O artigo 268 do código penal, por exemplo, estabelece pena de detenção de um mês a um ano para quem "infringir determinação do poder público, destinada a impedir introdução ou propagação de doença contagiosa".
Expor a vida ou a saúde de outros a perigo direto e iminente também é crime, estabelecido no artigo 132, com pena de detenção de três meses a um ano.
No entanto, explica o criminalista Rogério Cury, nesses casos só há crime se houver dolo, ou seja, intenção de expor as pessoas, ou pelo menos dolo eventual, quando a pessoa assume o risco de expor os outros.
"É quando a pessoa não quer expor os outros, mas se acontecer, ela não se importa", diz Cury.
Nesse caso, é preciso provar também que o perigo à saúde é direto e iminente, o que também é difícil diante das incertezas científicas sobre, por exemplo, a janela de contágio do coronavírus, afirma André Damiani.
No caso concreto do presidente da República, opinam os criminalistas, suas atitudes até agora não se enquadram em nenhum dos crimes.
Cury afirma, no entanto, que não é porque não há delito que uma conduta não pode ser considerada reprovável.
"No caso da conduta do presidente diante da pandemia até agora, é pior a questão ética, de mau exemplo para a população", afirma.
A análise é compartilhada por Damiani.
"Embora pessoalmente eu ache que estamos diante da falta de boa liderança, acho que existe um distância entre ações do presidente, como dar entrevista pessoalmente e receber pessoas, de uma conduta criminosa", diz Damiani. "Temos que ter cuidado com o direito penal, que é sempre uma medida extrema para casos extremos."
Em exemplo de situação extrema é o de alguém contaminado que de fato tente contaminar outra pessoa de propósito, como tossindo no rosto dela propositalmente. É um caso que poderia, diz Damiani, se encaixar no artigo 131 do Código Penal: "praticar, com o fim de transmitir a outrem moléstia grave de que está contaminado, ato capaz de produzir o contágio".
No caso do presidente, o criminalista não vê, até agora, condutas que se encaixem como crime, mas diz que é possível que a Justiça determine, no direito civil, que ele cumpra as medidas para evitar espalhar a doença.
Crime de responsabilidade
Mesmo que condutas do presidente, incluindo eventual desrespeito ao isolamento, não sejam consideradas crimes comuns, analistas avaliam que sempre há possibilidade de que a Câmara dos Deputados considere que há indícios de um crime de responsabilidade, o que poderia dar início a um processo de impeachment.

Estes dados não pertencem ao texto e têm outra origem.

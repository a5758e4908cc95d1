use std::fmt;
use std::sync::atomic::{AtomicBool, AtomicU16, AtomicU32, Ordering};

use crossbeam::utils::CachePadded;

pub type ThreadId = u16;
pub type SlotIndex = u16;

/// Slot index meaning "no slot / not waiting".
pub const NO_SLOT: SlotIndex = 0;

// Ceiling imposed by the 16-bit slot half of a lock's tail word.
pub const MAX_SLOTS_PER_THREAD: usize = 1 << 16;

// Shared-mode slot state, packed into one 16-bit word so the blocked bit and
// the successor class can be updated in a single atomic operation.
// High byte: bits 0-1 own class, bit 7 blocked. Low byte: successor class.
const RW_CLASS_MASK: u8 = 0x03;
const RW_CLASS_READER: u8 = 0x01;
const RW_CLASS_WRITER: u8 = 0x02;
const RW_BLOCKED: u8 = 0x80;

pub(crate) const RW_SUCCESSOR_READER: u8 = 0x01;
pub(crate) const RW_SUCCESSOR_WRITER: u8 = 0x02;
pub(crate) const RW_SUCCESSOR_NONE: u8 = 0x03;

#[inline]
const fn rw_pack(state: u8, successor_class: u8) -> u16 {
    ((state as u16) << 8) | successor_class as u16
}

// A queue position packed as (thread_id:16 | slot_index:16). Doubles as the
// value stored in a lock's 32-bit tail word. Zero slot index means "none".
#[derive(Clone, Copy, PartialEq, Eq, Debug)]
pub struct QueueNode(u32);

impl QueueNode {
    pub const NONE: QueueNode = QueueNode(0);

    #[inline]
    pub fn new(thread_id: ThreadId, slot_index: SlotIndex) -> Self {
        debug_assert!(slot_index != NO_SLOT);
        Self((u32::from(thread_id) << 16) | u32::from(slot_index))
    }

    #[inline]
    pub const fn from_raw(raw: u32) -> Self {
        Self(raw)
    }

    #[inline]
    pub const fn raw(self) -> u32 {
        self.0
    }

    #[inline]
    pub const fn thread_id(self) -> ThreadId {
        (self.0 >> 16) as ThreadId
    }

    #[inline]
    pub const fn slot_index(self) -> SlotIndex {
        (self.0 & 0xFFFF) as SlotIndex
    }

    #[inline]
    pub const fn is_none(self) -> bool {
        self.slot_index() == NO_SLOT
    }
}

// Pre-allocated waiter record. A slot represents one thread's position in
// exactly one queue at a time, so the exclusive-mode and shared-mode fields
// are never live simultaneously. The owning thread writes every field except
// `successor*` and the blocked state, which the successor respectively the
// predecessor publishes with release ordering.
#[repr(C)]
#[derive(Debug)]
pub struct WaiterSlot {
    // Exclusive mode.
    successor: AtomicU32,
    blocked: AtomicBool,
    // Shared mode.
    rw_state: AtomicU16,
    rw_successor_thread: AtomicU16,
    rw_successor_slot: AtomicU16,
}

impl WaiterSlot {
    fn new() -> Self {
        Self {
            successor: AtomicU32::new(0),
            blocked: AtomicBool::new(false),
            rw_state: AtomicU16::new(0),
            rw_successor_thread: AtomicU16::new(0),
            rw_successor_slot: AtomicU16::new(0),
        }
    }

    // ---- exclusive mode ----

    #[inline]
    pub(crate) fn reset_for_exclusive(&self) {
        self.successor.store(0, Ordering::Relaxed);
        self.blocked.store(false, Ordering::Relaxed);
    }

    #[inline]
    pub(crate) fn mark_blocked(&self) {
        self.blocked.store(true, Ordering::Relaxed);
    }

    #[inline]
    pub fn is_blocked(&self) -> bool {
        self.blocked.load(Ordering::Acquire)
    }

    #[inline]
    pub(crate) fn unblock(&self) {
        debug_assert!(self.blocked.load(Ordering::Relaxed));
        self.blocked.store(false, Ordering::Release);
    }

    #[inline]
    pub fn successor(&self) -> QueueNode {
        QueueNode::from_raw(self.successor.load(Ordering::Acquire))
    }

    #[inline]
    pub(crate) fn set_successor(&self, node: QueueNode) {
        debug_assert!(!node.is_none());
        self.successor.store(node.raw(), Ordering::Release);
    }

    // ---- shared mode ----

    #[inline]
    pub(crate) fn init_reader(&self) {
        self.rw_successor_thread.store(0, Ordering::Relaxed);
        self.rw_successor_slot.store(0, Ordering::Relaxed);
        self.rw_state.store(
            rw_pack(RW_CLASS_READER | RW_BLOCKED, RW_SUCCESSOR_NONE),
            Ordering::Release,
        );
    }

    #[inline]
    pub(crate) fn init_writer(&self) {
        self.rw_successor_thread.store(0, Ordering::Relaxed);
        self.rw_successor_slot.store(0, Ordering::Relaxed);
        self.rw_state.store(
            rw_pack(RW_CLASS_WRITER | RW_BLOCKED, RW_SUCCESSOR_NONE),
            Ordering::Release,
        );
    }

    #[inline]
    pub fn rw_is_reader(&self) -> bool {
        let state = (self.rw_state.load(Ordering::Acquire) >> 8) as u8;
        (state & RW_CLASS_MASK) == RW_CLASS_READER
    }

    #[inline]
    pub fn rw_is_blocked(&self) -> bool {
        let state = (self.rw_state.load(Ordering::Acquire) >> 8) as u8;
        (state & RW_BLOCKED) != 0
    }

    #[inline]
    pub(crate) fn rw_unblock(&self) {
        debug_assert!(self.rw_is_blocked());
        self.rw_state
            .fetch_and(!rw_pack(RW_BLOCKED, 0), Ordering::AcqRel);
    }

    // Registers a reader successor only while the slot is still blocked with
    // no successor. The blocked bit and the successor class share one atomic
    // word so this decision cannot race with the owner getting unblocked
    // (the Fraser fix to the classical queue-based reader-writer lock).
    #[inline]
    pub(crate) fn rw_try_mark_reader_successor(&self) -> bool {
        let own_class = (self.rw_state.load(Ordering::Relaxed) >> 8) as u8 & RW_CLASS_MASK;
        let expected = rw_pack(own_class | RW_BLOCKED, RW_SUCCESSOR_NONE);
        let desired = rw_pack(own_class | RW_BLOCKED, RW_SUCCESSOR_READER);
        self.rw_state
            .compare_exchange(expected, desired, Ordering::AcqRel, Ordering::Acquire)
            .is_ok()
    }

    // NONE (0b11) becomes WRITER (0b10) by clearing bit zero, which leaves
    // the blocked bit untouched.
    #[inline]
    pub(crate) fn rw_set_successor_class_writer(&self) {
        debug_assert_eq!(self.rw_successor_class(), RW_SUCCESSOR_NONE);
        self.rw_state.fetch_and(!0x0001_u16, Ordering::AcqRel);
    }

    #[inline]
    pub(crate) fn rw_successor_class(&self) -> u8 {
        (self.rw_state.load(Ordering::Acquire) & 0xFF) as u8
    }

    #[inline]
    pub fn rw_has_successor(&self) -> bool {
        self.rw_successor_class() != RW_SUCCESSOR_NONE
    }

    #[inline]
    pub fn rw_has_reader_successor(&self) -> bool {
        self.rw_successor_class() == RW_SUCCESSOR_READER
    }

    #[inline]
    pub fn rw_has_writer_successor(&self) -> bool {
        self.rw_successor_class() == RW_SUCCESSOR_WRITER
    }

    #[inline]
    pub(crate) fn rw_set_successor(&self, thread_id: ThreadId, slot_index: SlotIndex) {
        debug_assert!(slot_index != NO_SLOT);
        debug_assert_eq!(self.rw_successor_slot.load(Ordering::Relaxed), 0);
        self.rw_successor_thread.store(thread_id, Ordering::Relaxed);
        // The slot index is the readiness signal; thread id only becomes
        // visible through this release store.
        self.rw_successor_slot.store(slot_index, Ordering::Release);
    }

    #[inline]
    pub(crate) fn rw_successor_ready(&self) -> bool {
        self.rw_successor_slot.load(Ordering::Acquire) != 0
    }

    #[inline]
    pub fn rw_successor(&self) -> (ThreadId, SlotIndex) {
        let slot = self.rw_successor_slot.load(Ordering::Acquire);
        let thread = self.rw_successor_thread.load(Ordering::Relaxed);
        (thread, slot)
    }
}

#[derive(Clone, Copy, Debug)]
pub struct RegistryConfig {
    pub max_threads: u16,
    pub slots_per_thread: u16,
}

impl RegistryConfig {
    pub const MAX_THREADS: u16 = 256;
    pub const SLOTS_PER_THREAD: u16 = 256;
}

impl Default for RegistryConfig {
    fn default() -> Self {
        Self {
            max_threads: Self::MAX_THREADS,
            slots_per_thread: Self::SLOTS_PER_THREAD,
        }
    }
}

#[derive(Debug)]
struct ThreadPool {
    slots: Box<[WaiterSlot]>,
    // Index of the most recently issued slot. Doubles as the thread's
    // "current waiting slot": a thread waits on at most one lock at a time.
    cursor: AtomicU16,
    registered: AtomicBool,
}

impl ThreadPool {
    fn new(slots_per_thread: u16) -> Self {
        let mut slots = Vec::with_capacity(usize::from(slots_per_thread));
        for _ in 0..slots_per_thread {
            slots.push(WaiterSlot::new());
        }
        Self {
            slots: slots.into_boxed_slice(),
            cursor: AtomicU16::new(0),
            registered: AtomicBool::new(false),
        }
    }
}

#[derive(Debug, Clone, Copy, PartialEq, Eq)]
pub enum RegistryError {
    NoFreeThread { max_threads: u16 },
}

impl fmt::Display for RegistryError {
    fn fmt(&self, f: &mut fmt::Formatter<'_>) -> fmt::Result {
        match self {
            RegistryError::NoFreeThread { max_threads } => write!(
                f,
                "no free execution context; max {} concurrent threads reached",
                max_threads
            ),
        }
    }
}

impl std::error::Error for RegistryError {}

// Fixed table of per-thread waiter slot pools, allocated once at
// construction. Registration hands out a context bound to one pool.
#[derive(Debug)]
pub struct ThreadRegistry {
    pools: Box<[CachePadded<ThreadPool>]>,
}

impl ThreadRegistry {
    pub fn new(config: RegistryConfig) -> Self {
        debug_assert!(config.slots_per_thread >= 2);
        debug_assert!(usize::from(config.slots_per_thread) <= MAX_SLOTS_PER_THREAD);
        let mut pools = Vec::with_capacity(usize::from(config.max_threads));
        for _ in 0..config.max_threads {
            pools.push(CachePadded::new(ThreadPool::new(config.slots_per_thread)));
        }
        Self {
            pools: pools.into_boxed_slice(),
        }
    }

    pub fn register(&self) -> Result<ThreadContext<'_>, RegistryError> {
        for (thread_id, pool) in self.pools.iter().enumerate() {
            if pool
                .registered
                .compare_exchange(false, true, Ordering::AcqRel, Ordering::Acquire)
                .is_ok()
            {
                pool.cursor.store(0, Ordering::Relaxed);
                return Ok(ThreadContext {
                    registry: self,
                    thread_id: thread_id as ThreadId,
                });
            }
        }
        Err(RegistryError::NoFreeThread {
            max_threads: self.pools.len() as u16,
        })
    }

    #[inline]
    pub fn peer_slot(&self, thread_id: ThreadId, slot_index: SlotIndex) -> &WaiterSlot {
        debug_assert!(slot_index != NO_SLOT);
        let pool = &self.pools[usize::from(thread_id)];
        &pool.slots[usize::from(slot_index)]
    }

    // The slot `thread_id` is currently waiting on. Meaningful only while
    // that thread is blocked on a lock, which is the only time callers
    // consult it.
    #[inline]
    pub(crate) fn current_slot_of(&self, thread_id: ThreadId) -> SlotIndex {
        self.pools[usize::from(thread_id)]
            .cursor
            .load(Ordering::Acquire)
    }

    #[inline]
    pub fn max_threads(&self) -> usize {
        self.pools.len()
    }
}

// Execution context of one registered worker thread: its identity plus its
// waiter slot pool. Unregisters on drop.
#[derive(Debug)]
pub struct ThreadContext<'r> {
    registry: &'r ThreadRegistry,
    thread_id: ThreadId,
}

impl<'r> ThreadContext<'r> {
    #[inline]
    pub fn thread_id(&self) -> ThreadId {
        self.thread_id
    }

    #[inline]
    pub fn registry(&self) -> &'r ThreadRegistry {
        self.registry
    }

    fn pool(&self) -> &'r ThreadPool {
        &self.registry.pools[usize::from(self.thread_id)]
    }

    // Slots are handed out monotonically and recycled in bulk via
    // reset_slot_cursor once every acquisition has been released. Running
    // past the pool end is a caller bug.
    #[inline]
    pub fn acquire_local_slot(&self) -> SlotIndex {
        let pool = self.pool();
        let next = pool.cursor.load(Ordering::Relaxed) + 1;
        debug_assert!(usize::from(next) < pool.slots.len());
        pool.cursor.store(next, Ordering::Release);
        next
    }

    #[inline]
    pub fn slot(&self, slot_index: SlotIndex) -> &'r WaiterSlot {
        debug_assert!(slot_index != NO_SLOT);
        &self.pool().slots[usize::from(slot_index)]
    }

    #[inline]
    pub fn peer_slot(&self, thread_id: ThreadId, slot_index: SlotIndex) -> &'r WaiterSlot {
        self.registry.peer_slot(thread_id, slot_index)
    }

    // Permitted only while this thread holds no lock; the commit protocol
    // calls it between transactions.
    #[inline]
    pub fn reset_slot_cursor(&self) {
        self.pool().cursor.store(0, Ordering::Release);
    }

    #[inline]
    pub fn issued_slots(&self) -> u16 {
        self.pool().cursor.load(Ordering::Relaxed)
    }
}

impl Drop for ThreadContext<'_> {
    fn drop(&mut self) {
        self.pool().registered.store(false, Ordering::Release);
    }
}

#[cfg(test)]
mod tests {
    use super::{QueueNode, RegistryConfig, RegistryError, ThreadRegistry, NO_SLOT};

    #[test]
    fn queue_node_packs_thread_and_slot() {
        let node = QueueNode::new(7, 3);
        assert_eq!(node.raw(), 0x0007_0003);
        assert_eq!(node.thread_id(), 7);
        assert_eq!(node.slot_index(), 3);
        assert!(!node.is_none());
        assert!(QueueNode::NONE.is_none());
    }

    #[test]
    fn register_exhausts_pools_and_reports_error() {
        let registry = ThreadRegistry::new(RegistryConfig {
            max_threads: 2,
            slots_per_thread: 8,
        });
        let a = registry.register().expect("first context");
        let b = registry.register().expect("second context");
        let err = registry.register().expect_err("pools exhausted");
        assert_eq!(err, RegistryError::NoFreeThread { max_threads: 2 });
        assert_ne!(a.thread_id(), b.thread_id());
    }

    #[test]
    fn dropping_a_context_frees_its_pool() {
        let registry = ThreadRegistry::new(RegistryConfig {
            max_threads: 1,
            slots_per_thread: 8,
        });
        let first = registry.register().expect("context");
        let id = first.thread_id();
        drop(first);
        let second = registry.register().expect("pool reusable after drop");
        assert_eq!(second.thread_id(), id);
    }

    #[test]
    fn slot_issuing_starts_at_one_and_resets() {
        let registry = ThreadRegistry::new(RegistryConfig::default());
        let ctx = registry.register().expect("context");
        assert_eq!(ctx.issued_slots(), NO_SLOT);
        assert_eq!(ctx.acquire_local_slot(), 1);
        assert_eq!(ctx.acquire_local_slot(), 2);
        ctx.reset_slot_cursor();
        assert_eq!(ctx.acquire_local_slot(), 1);
    }

    #[test]
    fn rw_state_pair_updates_preserve_the_other_byte() {
        let registry = ThreadRegistry::new(RegistryConfig::default());
        let ctx = registry.register().expect("context");
        let slot = ctx.slot(1);

        slot.init_reader();
        assert!(slot.rw_is_reader());
        assert!(slot.rw_is_blocked());
        assert!(!slot.rw_has_successor());

        assert!(slot.rw_try_mark_reader_successor());
        assert!(slot.rw_has_reader_successor());
        assert!(slot.rw_is_blocked());

        slot.rw_unblock();
        assert!(!slot.rw_is_blocked());
        assert!(slot.rw_has_reader_successor());

        // Unblocked slots no longer accept the blocked-successor transition.
        slot.init_writer();
        slot.rw_set_successor_class_writer();
        assert!(slot.rw_has_writer_successor());
        assert!(slot.rw_is_blocked());
        assert!(!slot.rw_is_reader());
    }
}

Um crime de responsabilidade é muito diferente de um crime comum — ele é cometido quando o presidente age "de modo incompatível com a dignidade, com a honra, e com o decoro do cargo".
A lei sobre crime de responsabilidade é muito vaga e aberta a interpretações, explica Maurício Dieter, professor de criminologia crítica da USP.
"A lei dos crimes de responsabilidade tem toda uma história hermenêutica (um histórico de interpretações diferentes). Para caracterizar as pedaladas fiscais como crime de responsabilidade (que levaram ao impeachment de Dilma Rousseff), por exemplo, foi feita toda uma ginástica interpretativa", opina Dieter.
Em última instância, a abertura de impeachment é um processo mais político que jurídico, e depende de quanto apoio o presidente tem no Congresso Nacional.